A Quarterly colloquium  entitled  ” State Building in Iraq, in post-2003 .. Successes and Failures “.

A Quarterly colloquium was held by Iraqi Institute for Dialogue.  entitled  ” State Building in Iraq, in post-2003 .. successes and failures “. On 6 May 2022.  hosted Mr. Roger Petersen, Arthur and Ruth Sloan Professor of Political Science, Massachusetts Institute of Technology.

 Dr. Abbas Radhi Al-Amiri, Director of the Iraqi Institute for Dialogue, welcomed Dr. Petersen, and turn the discussion over to him to talk about the factors surrounding Iraqi state-building from 2003 to the present in particular.

Dr. Petersen talked about the factors taken into account by the American political scientists when comparing states, and how identity plays a key role in the state’s power and sovereignty.

In his view, individuals were naturally divided into groups that thought in terms of ethnic hierarchy.

Individuals who viewed their groups from the perspective of domination and dependency.

Also talked about mechanisms to enhance trust between the citizen and the State.

A number of researchers and specialists enriched the colloquium with their perspectives and substantive inputs.

Dr. Adel Badiwi, Dean of the Faculty of Political Science, University of Baghdad,  said: “We have a major problem from 1958 to the present, this problem relates to the fact that the identity of Iraqis is incompatible with Iraqi geography, our identity is either fraught or an identity that leads to depletion of resources state. I think that one of the major obstacles to identity in Iraq is the form of a rent-based system in Iraq, which is based on loyalty, patrons, and citizens, which prevents building of Iraqi national identity.

“There has been a significant demographic transition, if we know that 50% of the Iraqi people were born after 2003, and 25% of the Iraqi people were young in 2003, we are facing a new generation with certain orientations, looking for something different, the priorities are no longer ideological as they are economic priorities, jobs and services, these priorities are becoming an entry point for identity at the present time.

Dr. Ali Taher Al-Hammoud, Director of Bayan Center for Planning and Studies, said:

“Iraq is a complex composition, the sequence you talked about in Iraq is Non-identity-based, but It is fully hierarchical from the first moment, before 2003 and after 2003, and the conflict was on three types of rent- based system.

1- Oil rent-based system represented by contracts, salaries, etc.

2- The rent-based system of land, and distribution, which is constituting Iraq’s wealth.

3- the rent-based system of government jobs since we don’t have a real private sector.”

In her intervention Dr. Suhad Al-Azzawi, Head of Strategy, University of Al-Nahrain. Asked: ” Where does the United States find itself in building the Iraqi state, in any direction?”.

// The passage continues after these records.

// Copyright 2025 eraflo
//
// Licensed under the Apache License, Version 2.0 (the "License");
// you may not use this file except in compliance with the License.
// You may obtain a copy of the License at
//
//     http://www.apache.org/licenses/LICENSE-2.0
//
// Unless required by applicable law or agreed to in writing, software
// distributed under the License is distributed on an "AS IS" BASIS,
// WITHOUT WARRANTIES OR CONDITIONS OF ANY KIND, either express or implied.
// See the License for the specific language governing permissions and
// limitations under the License.

//! The AssetLoadingAgent queues load requests and runs them as loading cycles.

use std::sync::Arc;

use crossbeam_channel::Sender;
use preload_core::{
    AssetFetcher, AssetHandle, AssetKind, ImageData, LoadRequest, LoadedAsset, LoadedAssetTable,
    LoaderConfig, SoundData,
};
use preload_io::AssetManifest;
use preload_lanes::DecoderSet;
use preload_telemetry::MetricsRegistry;
use tokio::runtime::Handle;

use super::{
    cycle::{run_cycle, CycleContext, LoadCycle},
    error::AgentError,
    events::LoadEvent,
    metrics::LoaderMetrics,
    state::{QueuedRequest, Shared},
};

/// Aggregates heterogeneous asset loads into one observable loading cycle.
///
/// Requests are queued with [`enqueue`](Self::enqueue) (or the per-kind
/// shorthands) and started together with [`start_loading`](Self::start_loading).
/// Progress can be polled with [`progress`](Self::progress) or observed through
/// the handler registered with [`on_progress`](Self::on_progress); the handler
/// registered with [`on_complete`](Self::on_complete) runs once per cycle,
/// after every request has settled.
pub struct AssetLoadingAgent {
    fetcher: Arc<dyn AssetFetcher>,
    decoders: DecoderSet,
    config: LoaderConfig,
    runtime: Option<Handle>,
    queue: Vec<QueuedRequest>,
    next_ordinal: u64,
    shared: Arc<Shared>,
    metrics_registry: MetricsRegistry,
    metrics: Option<LoaderMetrics>,
}

impl AssetLoadingAgent {
    /// Creates an agent that fetches through `fetcher` and decodes with the
    /// default lanes.
    pub fn new(fetcher: impl AssetFetcher + 'static) -> Self {
        Self::with_shared_fetcher(Arc::new(fetcher))
    }

    /// Creates an agent around a fetcher that is shared with other owners.
    pub fn with_shared_fetcher(fetcher: Arc<dyn AssetFetcher>) -> Self {
        let metrics_registry = MetricsRegistry::new();
        let metrics = LoaderMetrics::new(&metrics_registry)
            .map_err(|e| log::error!("Failed to register loader metrics: {e}"))
            .ok();

        Self {
            fetcher,
            decoders: DecoderSet::default(),
            config: LoaderConfig::default(),
            runtime: None,
            queue: Vec::new(),
            next_ordinal: 0,
            shared: Arc::new(Shared::new()),
            metrics_registry,
            metrics,
        }
    }

    /// Replaces the decoding lanes.
    pub fn with_decoders(mut self, decoders: DecoderSet) -> Self {
        self.decoders = decoders;
        self
    }

    /// Replaces the loader settings.
    pub fn with_config(mut self, config: LoaderConfig) -> Self {
        self.config = config;
        self
    }

    /// Runs loading cycles on `runtime` instead of the ambient one.
    pub fn with_runtime(mut self, runtime: Handle) -> Self {
        self.runtime = Some(runtime);
        self
    }

    /// Attaches a channel that receives [`LoadEvent`]s.
    pub fn with_event_sender(self, sender: Sender<LoadEvent>) -> Self {
        self.shared.set_event_sender(Some(sender));
        self
    }

    /// Records loader metrics in `registry` instead of a private one.
    pub fn with_metrics_registry(
        mut self,
        registry: MetricsRegistry,
    ) -> Result<Self, AgentError> {
        self.metrics = Some(LoaderMetrics::new(&registry)?);
        self.metrics_registry = registry;
        Ok(self)
    }

    /// The registry the loader metrics are recorded in.
    pub fn metrics(&self) -> &MetricsRegistry {
        &self.metrics_registry
    }

    /// The current loader settings.
    pub fn config(&self) -> &LoaderConfig {
        &self.config
    }

    /// Replaces the loader settings. Takes effect from the next cycle.
    pub fn set_config(&mut self, config: LoaderConfig) {
        self.config = config;
    }

    /// Queues a request to load the asset at `source` under `(kind, key)`.
    ///
    /// While a cycle is running, the request is held for the next cycle and
    /// the current cycle's counters are left alone.
    pub fn enqueue(
        &mut self,
        kind: AssetKind,
        key: impl Into<String>,
        source: impl Into<String>,
    ) -> &mut Self {
        self.enqueue_request(LoadRequest::new(kind, key, source))
    }

    /// Queues an already built request.
    pub fn enqueue_request(&mut self, request: LoadRequest) -> &mut Self {
        let mut state = self.shared.state();
        if state.loading {
            log::warn!(
                "Queued '{}' while cycle {} is loading; it will load in the next cycle",
                request.key(),
                state.generation
            );
        } else {
            state.total += 1;
        }
        drop(state);

        self.queue.push(QueuedRequest {
            ordinal: self.next_ordinal,
            request,
        });
        self.next_ordinal += 1;
        self
    }

    /// Queues an image.
    pub fn queue_image(&mut self, key: impl Into<String>, source: impl Into<String>) -> &mut Self {
        self.enqueue(AssetKind::Image, key, source)
    }

    /// Queues a sound.
    pub fn queue_audio(&mut self, key: impl Into<String>, source: impl Into<String>) -> &mut Self {
        self.enqueue(AssetKind::Audio, key, source)
    }

    /// Queues a structured data document.
    pub fn queue_data(&mut self, key: impl Into<String>, source: impl Into<String>) -> &mut Self {
        self.enqueue(AssetKind::Data, key, source)
    }

    /// Queues every entry of `manifest`, in order, and adopts its loader settings.
    pub fn enqueue_manifest(&mut self, manifest: &AssetManifest) -> &mut Self {
        self.config = manifest.loader.clone();
        for request in manifest.requests() {
            self.enqueue_request(request);
        }
        log::debug!("Queued {} assets from manifest", manifest.assets.len());
        self
    }

    /// Number of requests waiting for the next cycle.
    pub fn queued(&self) -> usize {
        self.queue.len()
    }

    /// Registers the handler called with the completed fraction each time a
    /// request settles. Replaces any previous handler.
    pub fn on_progress(&mut self, handler: impl FnMut(f32) + Send + 'static) -> &mut Self {
        self.shared.handlers().progress = Some(Box::new(handler));
        self
    }

    /// Registers the handler called with the result table once every request
    /// of a cycle has settled. Replaces any previous handler.
    pub fn on_complete(
        &mut self,
        handler: impl FnMut(&LoadedAssetTable) + Send + 'static,
    ) -> &mut Self {
        self.shared.handlers().complete = Some(Box::new(handler));
        self
    }

    /// Starts a loading cycle with everything queued so far.
    ///
    /// Calling this while a cycle is running starts nothing and returns a
    /// handle on the running cycle. With nothing queued, the cycle completes
    /// asynchronously and the completion handler receives an empty table.
    ///
    /// # Errors
    ///
    /// Returns [`AgentError::NoRuntime`] when called outside a Tokio runtime
    /// without a handle configured through [`with_runtime`](Self::with_runtime).
    pub fn start_loading(&mut self) -> Result<LoadCycle, AgentError> {
        let mut state = self.shared.state();
        if state.loading {
            log::debug!(
                "start_loading ignored: cycle {} is still loading",
                state.generation
            );
            return Ok(LoadCycle::new(
                state.generation,
                state.total,
                state.outcome_tx.subscribe(),
            ));
        }

        let runtime = self
            .runtime
            .clone()
            .or_else(|| Handle::try_current().ok())
            .ok_or(AgentError::NoRuntime)?;

        let requests = std::mem::take(&mut self.queue);
        let total = requests.len();
        let generation = state.begin(total);
        let cycle = LoadCycle::new(generation, total, state.outcome_tx.subscribe());
        drop(state);

        log::info!("Starting loading cycle {generation} with {total} assets");
        self.shared.emit(LoadEvent::CycleStarted { generation, total });

        let deadline = self
            .config
            .cycle_timeout()
            .map(|timeout| (tokio::time::Instant::now() + timeout, timeout));
        let ctx = CycleContext {
            shared: self.shared.clone(),
            fetcher: self.fetcher.clone(),
            decoders: self.decoders.clone(),
            metrics: self.metrics.clone(),
            generation,
            deadline,
            decode_on_blocking_pool: self.config.decode_on_blocking_pool,
        };
        runtime.spawn(run_cycle(ctx, requests));

        Ok(cycle)
    }

    /// Discards the queue, the results and the counters.
    ///
    /// Loads already in flight are not cancelled; their results are ignored
    /// when they settle. A running cycle ends as
    /// [`Superseded`](super::CycleOutcome::Superseded) and its completion
    /// handler never fires.
    pub fn reset(&mut self) -> &mut Self {
        self.queue.clear();
        let superseded = self.shared.state().clear();
        if let Some(generation) = superseded {
            log::info!("Loading cycle {generation} superseded by reset");
            self.shared.emit(LoadEvent::CycleSuperseded { generation });
        }
        self
    }

    /// Looks up a loaded asset. `None` if it was never loaded, failed, or the
    /// agent was reset since.
    pub fn get_asset(&self, kind: AssetKind, key: &str) -> Option<LoadedAsset> {
        self.shared.state().table.get(kind, key).cloned()
    }

    /// Looks up a loaded image.
    pub fn image(&self, key: &str) -> Option<AssetHandle<ImageData>> {
        self.shared.state().table.image(key).cloned()
    }

    /// Looks up a loaded sound.
    pub fn sound(&self, key: &str) -> Option<AssetHandle<SoundData>> {
        self.shared.state().table.sound(key).cloned()
    }

    /// Looks up a loaded data document.
    pub fn data(&self, key: &str) -> Option<AssetHandle<serde_json::Value>> {
        self.shared.state().table.data(key).cloned()
    }

    /// A snapshot of everything loaded so far.
    pub fn assets(&self) -> LoadedAssetTable {
        self.shared.state().table.clone()
    }

    /// `true` when no cycle is running and every counted request has settled.
    pub fn is_load_complete(&self) -> bool {
        let state = self.shared.state();
        !state.loading && state.completed >= state.total
    }

    /// `true` while a cycle is running.
    pub fn is_loading(&self) -> bool {
        self.shared.state().loading
    }

    /// Settled requests over counted requests, or `0.0` when nothing is counted.
    pub fn progress(&self) -> f32 {
        self.shared.state().progress()
    }

    /// `(completed, total)` for the current generation.
    pub fn counts(&self) -> (usize, usize) {
        let state = self.shared.state();
        (state.completed, state.total)
    }
}

#[cfg(test)]
mod tests {
    use super::*;
    use preload_io::MemoryFetcher;

    #[test]
    fn test_enqueue_counts_toward_total_while_idle() {
        let mut agent = AssetLoadingAgent::new(MemoryFetcher::new());
        agent
            .queue_image("hero", "hero.png")
            .queue_audio("theme", "theme.wav")
            .queue_data("config", "config.json");

        assert_eq!(agent.queued(), 3);
        assert_eq!(agent.counts(), (0, 3));
        assert_eq!(agent.progress(), 0.0);
        assert!(!agent.is_load_complete());
    }

    #[test]
    fn test_start_loading_without_runtime_fails() {
        let mut agent = AssetLoadingAgent::new(MemoryFetcher::new());
        agent.queue_data("config", "config.json");

        let result = agent.start_loading();

        assert!(matches!(result, Err(AgentError::NoRuntime)));
        // The queue is left untouched.
        assert_eq!(agent.queued(), 1);
        assert!(!agent.is_loading());
    }

    #[test]
    fn test_reset_clears_queue_and_counters() {
        let mut agent = AssetLoadingAgent::new(MemoryFetcher::new());
        agent.queue_data("a", "a.json").queue_data("b", "b.json");

        agent.reset();

        assert_eq!(agent.queued(), 0);
        assert_eq!(agent.counts(), (0, 0));
        assert!(agent.is_load_complete());
    }

    #[test]
    fn test_enqueue_manifest_adopts_loader_settings() {
        let manifest = AssetManifest::from_toml_str(
            r#"
            [loader]
            cycle_timeout_ms = 250

            [[assets]]
            kind = "image"
            key = "logo"
            source = "logo.png"
            "#,
        )
        .unwrap();
        let mut agent = AssetLoadingAgent::new(MemoryFetcher::new());

        agent.enqueue_manifest(&manifest);

        assert_eq!(agent.queued(), 1);
        assert_eq!(
            agent.config().cycle_timeout(),
            Some(std::time::Duration::from_millis(250))
        );
    }

    #[test]
    fn test_loader_metrics_are_registered() {
        let registry = MetricsRegistry::new();
        let agent = AssetLoadingAgent::new(MemoryFetcher::new())
            .with_metrics_registry(registry.clone())
            .unwrap();

        assert_eq!(agent.metrics().metric_count(), 3);
        assert_eq!(registry.metric_count(), 3);
    }
}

Dr. Petersen answered all the questions during the colloquium session: “I don’t see the system collapsing because a lot of people now have an interest in that political system,”. They get a pension. And they get a public job, what I see in Iraq, just a kind of stumble, but maybe I’m wrong about that.

     There is no possibility of the system collapsing. because all parties have an arm in the game.  I’m not sure where it’s going.

“Americans need eyes on the ground,” Mr. Petersen said. So I think they’re going to stay here for safety and to fight terrorism, they’re going to stay here maybe for oil,”. So America finds itself in its favor. then he has explained his answer by saying: ” America has no permanent friends or enemies, only interests”.